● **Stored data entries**
··········

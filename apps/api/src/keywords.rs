//! Derives search keywords from a user profile: major → job-keyword table,
//! certification table, and the most recent career position. Fan-out stays
//! bounded at 3 keywords regardless of profile complexity.

use crate::models::UserProfile;

/// Keyword used when the profile yields nothing at all.
pub const DEFAULT_KEYWORD: &str = "신입 채용";

const MAX_KEYWORDS: usize = 3;

/// Major → job keywords. Matched case-insensitively as a bidirectional
/// substring; the first hit contributes its top two keywords.
const MAJOR_TO_JOB_KEYWORDS: &[(&str, &[&str])] = &[
    // IT/computing
    ("컴퓨터", &["백엔드 개발자", "프론트엔드 개발자", "풀스택 개발자", "소프트웨어 엔지니어"]),
    ("소프트웨어", &["소프트웨어 개발자", "백엔드", "프론트엔드", "앱 개발"]),
    ("정보통신", &["IT 엔지니어", "네트워크 엔지니어", "시스템 엔지니어"]),
    ("정보보안", &["보안 엔지니어", "정보보안", "사이버보안"]),
    ("데이터", &["데이터 엔지니어", "데이터 분석가", "AI 엔지니어"]),
    ("인공지능", &["AI 엔지니어", "머신러닝", "딥러닝 엔지니어"]),
    ("게임", &["게임 개발자", "게임 프로그래머", "유니티 개발자"]),
    // Electrical/electronics
    ("전자", &["임베디드 개발자", "펌웨어 엔지니어", "하드웨어 엔지니어"]),
    ("전기", &["전기 엔지니어", "전력 설계", "전기설비"]),
    ("반도체", &["반도체 엔지니어", "공정 엔지니어", "FAB 엔지니어"]),
    ("제어", &["제어 엔지니어", "PLC 프로그래머", "자동화 엔지니어"]),
    // Mechanical/industrial
    ("기계", &["기계 설계", "CAD 엔지니어", "설비 엔지니어"]),
    ("산업", &["생산관리", "품질관리", "QA 엔지니어"]),
    ("자동차", &["자동차 엔지니어", "차량 개발", "모빌리티"]),
    ("항공", &["항공 엔지니어", "항공정비사", "드론 개발"]),
    ("조선", &["조선 엔지니어", "선박 설계", "해양 엔지니어"]),
    // Chemistry/materials/environment
    ("화학", &["화학 연구원", "품질관리", "R&D 연구원"]),
    ("화공", &["공정 엔지니어", "플랜트 엔지니어", "화학공정"]),
    ("재료", &["재료 연구원", "소재 개발", "R&D"]),
    ("환경", &["환경 엔지니어", "환경관리", "ESG 담당자"]),
    ("에너지", &["에너지 엔지니어", "신재생에너지", "전력거래"]),
    // Architecture/civil
    ("건축", &["건축 설계", "건축 시공", "BIM 엔지니어"]),
    ("토목", &["토목 설계", "토목 시공", "구조 엔지니어"]),
    ("도시", &["도시계획", "교통계획", "GIS 분석가"]),
    // Business/economics
    ("경영", &["기획", "전략기획", "사업개발", "경영지원"]),
    ("경제", &["경제분석", "금융", "투자분석", "리서치"]),
    ("회계", &["회계", "재무", "세무", "감사"]),
    ("마케팅", &["마케팅", "브랜드 매니저", "퍼포먼스 마케터", "CRM"]),
    ("무역", &["무역", "수출입", "해외영업", "물류"]),
    ("물류", &["물류관리", "SCM", "유통관리"]),
    ("금융", &["금융", "펀드매니저", "자산관리", "리스크관리"]),
    ("부동산", &["부동산", "자산관리", "PM", "개발사업"]),
    // Humanities/social science
    ("국어", &["콘텐츠 에디터", "카피라이터", "출판 편집"]),
    ("영어", &["통번역", "영어 교육", "해외영업"]),
    ("중국어", &["중국어 통번역", "중국 무역", "중화권 영업"]),
    ("일본어", &["일본어 통번역", "일본 영업", "CS"]),
    ("심리", &["상담사", "UX 리서처", "HR 담당자"]),
    ("사회", &["사회조사분석", "리서치", "정책분석"]),
    ("행정", &["행정", "공무원", "공공기관"]),
    ("법학", &["법무", "컴플라이언스", "계약관리"]),
    // Education
    ("교육", &["교사", "강사", "교육기획", "HRD"]),
    ("유아교육", &["유치원 교사", "보육교사", "아동교육"]),
    ("체육", &["체육교사", "트레이너", "스포츠 마케팅"]),
    // Art/design
    ("디자인", &["UI/UX 디자이너", "그래픽 디자이너", "웹 디자이너"]),
    ("시각", &["그래픽 디자이너", "브랜드 디자이너", "광고 디자이너"]),
    ("산업디자인", &["제품 디자이너", "UX 디자이너", "3D 디자이너"]),
    ("패션", &["패션 디자이너", "MD", "바이어"]),
    ("영상", &["영상 편집자", "PD", "모션그래퍼"]),
    // Medical/health
    ("약학", &["약사", "임상약사", "제약회사"]),
    ("간호", &["간호사", "임상간호사", "보건교사"]),
    ("물리치료", &["물리치료사", "재활치료사", "스포츠 재활"]),
    ("보건", &["보건관리자", "산업보건", "공중보건"]),
    ("영양", &["영양사", "식품", "급식관리"]),
    // Natural science
    ("수학", &["데이터 분석가", "퀀트", "통계분석"]),
    ("통계", &["통계분석가", "데이터 사이언티스트", "리서치"]),
    ("물리", &["연구원", "광학 엔지니어", "물리 시뮬레이션"]),
    ("생명", &["바이오 연구원", "생명공학", "제약"]),
    // Food/agriculture
    ("식품", &["식품연구원", "품질관리", "R&D"]),
    ("조리", &["조리사", "셰프", "F&B"]),
    // Welfare/counseling
    ("사회복지", &["사회복지사", "복지시설", "상담사"]),
    ("상담", &["상담사", "심리상담", "진로상담"]),
    // Media
    ("신문방송", &["기자", "PD", "방송작가"]),
    ("광고홍보", &["광고기획", "PR", "홍보"]),
    ("미디어", &["콘텐츠 크리에이터", "미디어 기획", "디지털 마케팅"]),
    // Tourism/hospitality
    ("관광", &["여행사", "관광기획", "호텔"]),
    ("호텔", &["호텔리어", "객실관리", "F&B"]),
    ("항공서비스", &["승무원", "지상직", "공항"]),
];

/// Certification → job keyword. First table hit per certification wins and
/// contributes exactly one keyword.
const CERT_TO_JOB_KEYWORDS: &[(&str, &[&str])] = &[
    ("정보처리", &["개발자", "IT 엔지니어", "시스템"]),
    ("SQLD", &["데이터 분석", "SQL", "데이터베이스"]),
    ("SQL", &["데이터 엔지니어", "DBA", "데이터 분석"]),
    ("리눅스", &["시스템 엔지니어", "서버 관리자", "DevOps"]),
    ("네트워크", &["네트워크 엔지니어", "보안 엔지니어"]),
    ("보안", &["정보보안", "보안 엔지니어", "ISMS"]),
    ("AWS", &["클라우드 엔지니어", "DevOps", "백엔드"]),
    ("빅데이터", &["데이터 엔지니어", "데이터 분석가"]),
    ("전기", &["전기 엔지니어", "전력 설비", "전기안전"]),
    ("건축", &["건축 설계", "시공관리", "건축사"]),
    ("토목", &["토목 설계", "시공관리", "구조"]),
    ("산업안전", &["안전관리자", "산업안전", "HSE"]),
    ("품질관리", &["QA", "QC", "품질관리"]),
    ("물류", &["물류관리", "SCM", "유통"]),
    ("회계", &["회계", "재무", "세무"]),
    ("세무", &["세무사", "세무회계", "재무"]),
    ("유통", &["유통관리", "MD", "상품기획"]),
    ("사회복지", &["사회복지사", "복지시설", "상담"]),
    ("간호", &["간호사", "임상간호", "보건"]),
    ("영양", &["영양사", "급식관리", "식품"]),
    ("조리", &["조리사", "셰프", "F&B"]),
    ("운전", &["운전", "배송", "물류"]),
];

/// Builds at most [`MAX_KEYWORDS`] search keywords for the given profile:
/// major table hit (top 2) or the literal major, one keyword per matched
/// certification table entry, and the most recent career position.
pub fn generate_search_keywords(profile: Option<&UserProfile>) -> Vec<String> {
    let mut keywords: Vec<String> = Vec::new();

    if let Some(profile) = profile {
        let major_lower = profile.major.to_lowercase();
        if !major_lower.is_empty() {
            let hit = MAJOR_TO_JOB_KEYWORDS.iter().find(|(key, _)| {
                let key_lower = key.to_lowercase();
                major_lower.contains(&key_lower) || key_lower.contains(&major_lower)
            });

            match hit {
                Some((_, jobs)) => keywords.extend(jobs.iter().take(2).map(|s| s.to_string())),
                None => keywords.push(profile.major.clone()),
            }
        }

        for cert in &profile.certifications {
            if let Some((_, jobs)) = CERT_TO_JOB_KEYWORDS
                .iter()
                .find(|(key, _)| cert.contains(key))
            {
                keywords.push(jobs[0].to_string());
            }
        }

        if let Some(history) = &profile.career_history {
            if let Some(recent) = history.first() {
                if !recent.position.is_empty() {
                    keywords.push(recent.position.clone());
                }
            }
        }
    }

    // Order-preserving dedup, then cap the fan-out.
    let mut unique: Vec<String> = Vec::new();
    for kw in keywords {
        if !unique.contains(&kw) {
            unique.push(kw);
        }
        if unique.len() == MAX_KEYWORDS {
            break;
        }
    }

    if unique.is_empty() {
        return vec![DEFAULT_KEYWORD.to_string()];
    }
    unique
}
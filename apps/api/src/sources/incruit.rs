//! Incruit adapter — scrapes the search page. The site still serves EUC-KR,
//! so the body is decoded with an explicit charset fallback instead of
//! `text()`'s UTF-8 default.

use async_trait::async_trait;
use once_cell::sync::Lazy;
use regex::Regex;
use reqwest::Client;
use scraper::{ElementRef, Html, Selector};
use tracing::debug;

use super::{crawl_timestamp, http_client, id_suffix, JobSource, SourceError, DESKTOP_UA};
use crate::models::{ExperienceTier, JobPosting};

const JOB_URL: &str = "https://job.incruit.com/jobdb_info/jobpost.asp";
const SEARCH_URL: &str = "https://search.incruit.com/list/search.asp";

static DEADLINE_RE: Lazy<Regex> = Lazy::new(|| Regex::new(r"~?(\d{1,2})[./](\d{1,2})").unwrap());
static D_DAY_RE: Lazy<Regex> = Lazy::new(|| Regex::new(r"(?i)D-?(\d+)").unwrap());

pub struct Incruit {
    client: Client,
}

impl Incruit {
    pub fn new() -> Self {
        Self {
            client: http_client(DESKTOP_UA),
        }
    }
}

impl Default for Incruit {
    fn default() -> Self {
        Self::new()
    }
}

#[async_trait]
impl JobSource for Incruit {
    fn name(&self) -> &'static str {
        "incruit"
    }

    async fn fetch(
        &self,
        keyword: &str,
        _tier: Option<ExperienceTier>,
    ) -> Result<Vec<JobPosting>, SourceError> {
        // The search page has no experience-tier parameter; tier is applied
        // downstream by the scorer.
        let query = [("col", "job"), ("kw", keyword), ("startno", "0")];

        let response = self
            .client
            .get(SEARCH_URL)
            .query(&query)
            .header("Accept", "text/html,application/xhtml+xml,application/xml;q=0.9,*/*;q=0.8")
            .header("Accept-Language", "ko-KR,ko;q=0.9,en-US;q=0.8,en;q=0.7")
            .header("Accept-Charset", "euc-kr,utf-8;q=0.7,*;q=0.3")
            .send()
            .await?;

        if !response.status().is_success() {
            return Err(SourceError::Status(response.status()));
        }

        let html = response.text_with_charset("euc-kr").await?;
        let jobs = parse_search_page(&html);
        debug!("incruit: {} jobs for '{keyword}'", jobs.len());
        Ok(jobs)
    }
}

/// Parses one search page. Each posting is a `ul.c_row` carrying its job
/// number in a `jobno` attribute; rows without one are skipped.
pub(crate) fn parse_search_page(html: &str) -> Vec<JobPosting> {
    let document = Html::parse_document(html);
    let mut jobs = Vec::new();

    let Ok(row_sel) = Selector::parse("ul.c_row") else {
        return jobs;
    };

    for row in document.select(&row_sel) {
        let Some(job_no) = row.value().attr("jobno") else {
            continue;
        };

        let title = select_text(&row, ".cell_mid .cl_top a").unwrap_or_default();
        let company = select_text(&row, ".cell_first .cl_top a").unwrap_or_default();
        if title.is_empty() || company.is_empty() {
            continue;
        }

        let relative_url = select_attr(&row, ".cell_mid .cl_top a", "href").unwrap_or_default();
        let url = if relative_url.starts_with("http") {
            relative_url
        } else {
            format!("{JOB_URL}?job={job_no}")
        };

        let mut location = "미정".to_string();
        let mut experience_level = "경력무관".to_string();
        let mut education = "학력무관".to_string();
        for text in select_all_text(&row, ".cell_mid .cl_md span") {
            if text == "|" {
                continue;
            }
            if text.contains("신입") || text.contains("경력") {
                experience_level = text;
            } else if text.contains("대졸")
                || text.contains("고졸")
                || text.contains("석사")
                || text.contains("학력")
            {
                education = text;
            } else if text.contains('시') || text.contains('도') || text.contains('구') {
                location = text;
            }
        }

        let deadline =
            parse_deadline(&select_text(&row, ".cell_last .cl_btm").unwrap_or_default());

        jobs.push(JobPosting {
            id: format!("incruit_{job_no}_{}", id_suffix()),
            summary: title.clone(),
            title,
            company,
            location,
            experience_level,
            education,
            skills: Vec::new(),
            salary: String::new(),
            deadline,
            url,
            source: "incruit".to_string(),
            created_at: crawl_timestamp(),
        });
    }

    jobs
}

/// Handles "~01/31", "01.31", "D-7" and open-ended markers.
fn parse_deadline(text: &str) -> String {
    if text.is_empty() {
        return String::new();
    }
    if let Some(caps) = DEADLINE_RE.captures(text) {
        let year = chrono::Utc::now().format("%Y");
        return format!("{year}-{:0>2}-{:0>2}", &caps[1], &caps[2]);
    }
    if let Some(caps) = D_DAY_RE.captures(text) {
        if let Ok(days) = caps[1].parse::<u64>() {
            if let Some(date) = chrono::Utc::now()
                .date_naive()
                .checked_add_days(chrono::Days::new(days))
            {
                return date.format("%Y-%m-%d").to_string();
            }
        }
    }
    if text.contains("상시") || text.contains("채용시") {
        return "상시채용".to_string();
    }
    text.to_string()
}

fn select_text(item: &ElementRef, selector: &str) -> Option<String> {
    let sel = Selector::parse(selector).ok()?;
    let element = item.select(&sel).next()?;
    let text = element
        .text()
        .collect::<Vec<_>>()
        .join(" ")
        .split_whitespace()
        .collect::<Vec<_>>()
        .join(" ");
    if text.is_empty() {
        None
    } else {
        Some(text)
    }
}

fn select_attr(item: &ElementRef, selector: &str, attr: &str) -> Option<String> {
    let sel = Selector::parse(selector).ok()?;
    item.select(&sel)
        .next()
        .and_then(|el| el.value().attr(attr))
        .map(|s| s.to_string())
}

fn select_all_text(item: &ElementRef, selector: &str) -> Vec<String> {
    let Ok(sel) = Selector::parse(selector) else {
        return Vec::new();
    };
    item.select(&sel)
        .map(|el| {
            el.text()
                .collect::<Vec<_>>()
                .join(" ")
                .split_whitespace()
                .collect::<Vec<_>>()
                .join(" ")
        })
        .filter(|t| !t.is_empty())
        .collect()
}
//! Recommendation scoring. The rule-based scorer is the baseline and the
//! fallback; the LLM re-ranker layers on top when AI learning is enabled and
//! a client is configured.

pub mod llm;
pub mod prompts;
pub mod rule;

use tracing::warn;

use crate::llm_client::LlmClient;
use crate::models::{FeedbackData, JobPosting, RatingWithJobInfo, Recommendation, UserProfile};

/// Scores and sorts a batch of postings for the given profile.
///
/// When `use_ai` is set and a client is available the LLM ranks the batch;
/// any LLM failure degrades to the rule-based ranking rather than failing
/// the request.
pub async fn recommend(
    profile: &UserProfile,
    jobs: &[JobPosting],
    use_ai: bool,
    ratings: &[RatingWithJobInfo],
    feedback: &FeedbackData,
    llm: Option<&LlmClient>,
) -> Vec<Recommendation> {
    if use_ai {
        if let Some(client) = llm {
            match llm::rank_with_llm(client, profile, jobs, ratings, feedback).await {
                Ok(recommendations) => return recommendations,
                Err(e) => {
                    warn!("LLM ranking failed, falling back to rule-based: {e:#}");
                }
            }
        }
    }

    rule::rank_jobs(profile, jobs)
}

#[cfg(test)]
mod tests {
    use super::*;
    use crate::aggregator::sample_jobs;
    use crate::models::ExperienceTier;

    fn profile() -> UserProfile {
        UserProfile {
            id: "u1".to_string(),
            experience_level: ExperienceTier::Junior,
            is_four_year_univ: true,
            university_region: None,
            university_name: None,
            major: "컴퓨터공학".to_string(),
            certifications: vec![],
            career_history: None,
        }
    }

    #[tokio::test]
    async fn test_fallback_equals_rule_based_ranking_exactly() {
        // AI requested but no client configured: the result must be the
        // rule-based ranking, element for element.
        let jobs = sample_jobs();
        let recommended = recommend(
            &profile(),
            &jobs,
            true,
            &[],
            &FeedbackData::default(),
            None,
        )
        .await;
        let ruled = rule::rank_jobs(&profile(), &jobs);

        assert_eq!(recommended.len(), ruled.len());
        for (got, want) in recommended.iter().zip(&ruled) {
            assert_eq!(got.job_posting.id, want.job_posting.id);
            assert_eq!(got.match_score, want.match_score);
            assert_eq!(got.match_reasons, want.match_reasons);
        }
    }
}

··········

● **TO DO**
Using the data above, return each line that includes the word "caps".

● **EXERCISE RESULT**
    if let Some(caps) = DEADLINE_RE.captures(text) {
        return format!("{year}-{:0>2}-{:0>2}", &caps[1], &caps[2]);
    if let Some(caps) = D_DAY_RE.captures(text) {
        if let Ok(days) = caps[1].parse::<u64>() {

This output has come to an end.